On 31/05/13 11:54, George Dunlap wrote:
> On 31/05/13 09:34, Diana Crisan wrote:
>> George,
>> On 30/05/13 17:06, George Dunlap wrote:
>>> On 05/30/2013 04:55 PM, Diana Crisan wrote:
>>>> On 30/05/13 16:26, George Dunlap wrote:
>>>>> On Tue, May 28, 2013 at 4:06 PM, Diana Crisan <dcrisan@flexiant.com>
>>>>> wrote:
>>>>>> Hi,
>>>>>>
>>>>>>
>>>>>> On 26/05/13 09:38, Ian Campbell wrote:
>>>>>>> On Sat, 2013-05-25 at 11:18 +0100, Alex Bligh wrote:
>>>>>>>> George,
>>>>>>>>
>>>>>>>> --On 24 May 2013 17:16:07 +0100 George Dunlap
>>>>>>>> <George.Dunlap@eu.citrix.com>
>>>>>>>> wrote:
>>>>>>>>
>>>>>>>>>> FWIW it's reproducible on every host h/w platform we've tried
>>>>>>>>>> (a total of 2).
>>>>>>>>> Do you see the same effects if you do a local-host migrate?
>>>>>>>> I hadn't even realised that was possible. That would have made 
>>>>>>>> testing
>>>>>>>> live
>>>>>>>> migrate easier!
>>>>>>> That's basically the whole reason it is supported ;-)
>>>>>>>
>>>>>>>> How do you avoid the name clash in xen-store?
>>>>>>> Most toolstacks receive the incoming migration into a domain named
>>>>>>> FOO-incoming or some such and then rename to FOO upon 
>>>>>>> completion. Some
>>>>>>> also rename the outgoing domain "FOO-migratedaway" towards the 
>>>>>>> end so
>>>>>>> that the bits of the final teardown which can safely happen 
>>>>>>> after the
>>>>>>> target have start can be done so.
>>>>>>>
>>>>>>> Ian.
>>>>>>>
>>>>>>>
>>>>>> I am unsure what I am doing wrong, but I cannot seem to be able 
>>>>>> to do a
>>>>>> localhost migrate.
>>>>>>
>>>>>> I created a domU using "xl create xl.conf" and once it fully 
>>>>>> booted I
>>>>>> issued
>>>>>> an "xl migrate 11 localhost". This fails and gives the output below.
>>>>>>
>>>>>> Would you please advise on how to get this working?
>>>>>>
>>>>>> Thanks,
>>>>>> Diana
>>>>>>
>>>>>>
>>>>>> root@ubuntu:~# xl migrate 11 localhost
>>>>>> root@localhost's password:
>>>>>> migration target: Ready to receive domain.
>>>>>> Saving to migration stream new xl format (info 0x0/0x0/2344)
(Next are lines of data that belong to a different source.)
//! API errors and their JSON rendering.

use axum::extract::multipart::{MultipartError, MultipartRejection};
use axum::extract::rejection::{JsonRejection, PathRejection, QueryRejection};
use axum::response::{IntoResponse, Response};
use axum::Json;
use http::StatusCode;
use notebook_auth::AuthError;
use notebook_cache::CacheError;
use notebook_commerce::CommerceError;
use serde_json::json;
use thiserror::Error;
use tracing::error;

/// Message of every 500 body unless the detail is exposed.
pub const INTERNAL_ERROR_MESSAGE: &str = "Something went wrong";

/// Underlying text of a 500, carried as a response extension.
///
/// The body never includes it; outside production the
/// [`expose_internal_detail`](crate::middleware::expose_internal_detail)
/// layer swaps it in.
#[derive(Debug, Clone)]
pub struct InternalDetail(pub String);

/// An error returned from a handler.
#[derive(Error, Debug)]
pub enum ApiError {
    #[error("{0}")]
    BadRequest(String),

    #[error("{0}")]
    Unauthorized(String),

    #[error("{0}")]
    Forbidden(String),

    #[error("{0}")]
    NotFound(String),

    #[error("Too many requests from this IP, please try again later")]
    RateLimited,

    #[error("{0}")]
    Internal(String),
}

impl ApiError {
    pub fn bad_request(message: impl Into<String>) -> Self {
        ApiError::BadRequest(message.into())
    }

    pub fn not_found(message: impl Into<String>) -> Self {
        ApiError::NotFound(message.into())
    }

    pub fn internal(message: impl Into<String>) -> Self {
        ApiError::Internal(message.into())
    }

    pub fn status(&self) -> StatusCode {
        match self {
            ApiError::BadRequest(_) => StatusCode::BAD_REQUEST,
            ApiError::Unauthorized(_) => StatusCode::UNAUTHORIZED,
            ApiError::Forbidden(_) => StatusCode::FORBIDDEN,
            ApiError::NotFound(_) => StatusCode::NOT_FOUND,
            ApiError::RateLimited => StatusCode::TOO_MANY_REQUESTS,
            ApiError::Internal(_) => StatusCode::INTERNAL_SERVER_ERROR,
        }
    }

    /// The JSON error envelope with `message`.
    pub fn render(status: StatusCode, message: &str) -> Response {
        let body = json!({
            "success": false,
            "error": status.canonical_reason().unwrap_or("Error"),
            "message": message,
        });
        (status, Json(body)).into_response()
    }
}

impl IntoResponse for ApiError {
    fn into_response(self) -> Response {
        let status = self.status();
        match self {
            ApiError::Internal(detail) => {
                error!(error = %detail, "Internal server error");
                let mut response = Self::render(status, INTERNAL_ERROR_MESSAGE);
                response.extensions_mut().insert(InternalDetail(detail));
                response
            }
            other => Self::render(status, &other.to_string()),
        }
    }
}

impl From<CommerceError> for ApiError {
    fn from(e: CommerceError) -> Self {
        match e {
            CommerceError::ProductNotFound(_) | CommerceError::ItemNotInCart(_) => {
                ApiError::NotFound(e.to_string())
            }
            e if e.is_client_error() => ApiError::BadRequest(e.to_string()),
            e => ApiError::Internal(e.to_string()),
        }
    }
}

impl From<AuthError> for ApiError {
    fn from(e: AuthError) -> Self {
        if e.is_auth_failure() {
            ApiError::Unauthorized(e.to_string())
        } else if e.is_permission_error() {
            ApiError::Forbidden(e.to_string())
        } else if e.is_client_error() {
            ApiError::BadRequest(e.to_string())
        } else {
            ApiError::Internal(e.to_string())
        }
    }
}

impl From<CacheError> for ApiError {
    fn from(e: CacheError) -> Self {
        ApiError::Internal(e.to_string())
    }
}

impl From<JsonRejection> for ApiError {
    fn from(rejection: JsonRejection) -> Self {
        ApiError::BadRequest(rejection.body_text())
    }
}

impl From<QueryRejection> for ApiError {
    fn from(rejection: QueryRejection) -> Self {
        ApiError::BadRequest(rejection.body_text())
    }
}

impl From<PathRejection> for ApiError {
    fn from(rejection: PathRejection) -> Self {
        ApiError::BadRequest(rejection.body_text())
    }
}

impl From<MultipartRejection> for ApiError {
    fn from(rejection: MultipartRejection) -> Self {
        ApiError::BadRequest(rejection.body_text())
    }
}

impl From<MultipartError> for ApiError {
    fn from(e: MultipartError) -> Self {
        ApiError::BadRequest(e.body_text())
    }
}

impl From<tokio::task::JoinError> for ApiError {
    fn from(e: tokio::task::JoinError) -> Self {
        ApiError::Internal(format!("background task failed: {e}"))
    }
}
>>>>>> Loading new save file <incoming migration stream> (new xl fmt info
>>>>>> 0x0/0x0/2344)
>>>>>>   Savefile contains xl domain config
>>>>>> xc: progress: Reloading memory pages: 53248/1048575 5%
>>>>>> xc: progress: Reloading memory pages: 105472/1048575 10%
>>>>>> libxl: error: libxl_dm.c:1280:device_model_spawn_outcome: domain 12
>>>>>> device
>>>>>> model: spawn failed (rc=-3)
>>>>>> libxl: error: libxl_create.c:1091:domcreate_devmodel_started: device
>>>>>> model
>>>>>> did not start: -3
>>>>>> libxl: error: libxl_dm.c:1311:libxl__destroy_device_model: Device 
>>>>>> Model
>>>>>> already exited
>>>>>> migration target: Domain creation failed (code -3).
>>>>>> libxl: error: libxl_utils.c:393:libxl_read_exactly: file/stream
>>>>>> truncated
>>>>>> reading ready message from migration receiver stream
>>>>>> libxl: info: libxl_exec.c:118:libxl_report_child_exitstatus: 
>>>>>> migration
>>>>>> target process [10934] exited with error status 3
>>>>>> Migration failed, resuming at sender.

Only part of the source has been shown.